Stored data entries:
- Opening Delimiter -
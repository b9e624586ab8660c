//! Logging init: file under XDG state dir, or graceful fallback to stderr.

use anyhow::Result;
use std::fs;
use std::io;
use std::path::PathBuf;
use tracing_subscriber::fmt::writer::BoxMakeWriter;
use tracing_subscriber::fmt::MakeWriter;
use tracing_subscriber::EnvFilter;

const DEFAULT_FILTER: &str = "info,epic_core=debug,epic_mirror=debug";

/// Where log output ended up after [`init`].
#[derive(Debug, Clone, PartialEq, Eq)]
pub enum LogTarget {
    File(PathBuf),
    Stderr,
}

impl LogTarget {
    /// Hint for error messages; `None` when logs already went to stderr.
    pub fn hint(&self) -> Option<String> {
        match self {
            LogTarget::File(path) => Some(format!("details in {}", path.display())),
            LogTarget::Stderr => None,
        }
    }
}

/// Log to the state-dir file, or to stderr if the file can't be opened.
pub fn init() -> LogTarget {
    match init_logging() {
        Ok(path) => LogTarget::File(path),
        Err(_) => {
            init_logging_stderr();
            LogTarget::Stderr
        }
    }
}

/// Writer that is either a file or stderr (used when file clone fails).
enum FileOrStderr {
    File(std::fs::File),
    Stderr,
}

impl io::Write for FileOrStderr {
    fn write(&mut self, buf: &[u8]) -> io::Result<usize> {
        match self {
            FileOrStderr::File(f) => f.write(buf),
            FileOrStderr::Stderr => io::stderr().lock().write(buf),
        }
    }

    fn flush(&mut self) -> io::Result<()> {
        match self {
            FileOrStderr::File(f) => f.flush(),
            FileOrStderr::Stderr => io::stderr().lock().flush(),
        }
    }
}

fn env_filter() -> EnvFilter {
    EnvFilter::try_from_default_env().unwrap_or_else(|_| EnvFilter::new(DEFAULT_FILTER))
}

/// Path of the log file: `~/.local/state/epic-mirror/epic-mirror.log`.
pub fn log_path() -> Result<PathBuf> {
    let xdg_dirs = xdg::BaseDirectories::with_prefix("epic-mirror")?;
    Ok(xdg_dirs.get_state_home().join("epic-mirror.log"))
}

/// Initialize structured logging to the XDG state log file and return its path.
/// On failure (e.g. log dir unwritable), returns Err so the caller can fall back to stderr.
pub fn init_logging() -> Result<PathBuf> {
    let log_file_path = log_path()?;
    if let Some(dir) = log_file_path.parent() {
        fs::create_dir_all(dir)?;
    }

    let file = fs::OpenOptions::new()
        .create(true)
        .append(true)
        .open(&log_file_path)?;

    struct FileMakeWriter(std::fs::File);

    impl<'a> MakeWriter<'a> for FileMakeWriter {
        type Writer = FileOrStderr;

        fn make_writer(&'a self) -> Self::Writer {
            self.0
                .try_clone()
                .map(FileOrStderr::File)
                .unwrap_or(FileOrStderr::Stderr)
        }
    }

    let writer: BoxMakeWriter = BoxMakeWriter::new(FileMakeWriter(file));

    tracing_subscriber::fmt()
        .with_env_filter(env_filter())
        .with_writer(writer)
        .with_ansi(false)
        .init();

    tracing::info!(log = %log_file_path.display(), "epic-mirror logging initialized");

    Ok(log_file_path)
}

/// Initialize logging to stderr only (no file). Use when init_logging() fails so the CLI doesn't crash.
pub fn init_logging_stderr() {
    tracing_subscriber::fmt()
        .with_env_filter(env_filter())
        .with_writer(std::io::stderr)
        .with_ansi(false)
        .init();
}
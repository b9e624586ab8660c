//! Error type for catalog HTTP requests.

use thiserror::Error;

/// Failure of a single GET against the catalog. Every variant carries the URL
/// so the top-level error message says which request failed.
#[derive(Debug, Error)]
pub enum FetchError {
    /// Curl reported an error (bad URL, DNS, connect, timeout, ...).
    #[error("GET {url} failed")]
    Curl {
        url: String,
        #[source]
        source: curl::Error,
    },
    /// HTTP response had a non-2xx status.
    #[error("GET {url} returned HTTP {code}")]
    Http { url: String, code: u32 },
    /// Body was not the JSON shape we expected.
    #[error("invalid JSON from {url}")]
    Decode {
        url: String,
        #[source]
        source: serde_json::Error,
    },
}

impl FetchError {
    pub fn url(&self) -> &str {
        match self {
            FetchError::Curl { url, .. }
            | FetchError::Http { url, .. }
            | FetchError::Decode { url, .. } => url,
        }
    }
}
- Closing Delimiter -
Please give back, exactly as it stands above, the stretch from the line with "fall back to stderr." through the line with "struct FileMakeWriter(std::fs::File);", and no line outside it.

/// On failure (e.g. log dir unwritable), returns Err so the caller can fall back to stderr.
pub fn init_logging() -> Result<PathBuf> {
    let log_file_path = log_path()?;
    if let Some(dir) = log_file_path.parent() {
        fs::create_dir_all(dir)?;
    }

    let file = fs::OpenOptions::new()
        .create(true)
        .append(true)
        .open(&log_file_path)?;

    struct FileMakeWriter(std::fs::File);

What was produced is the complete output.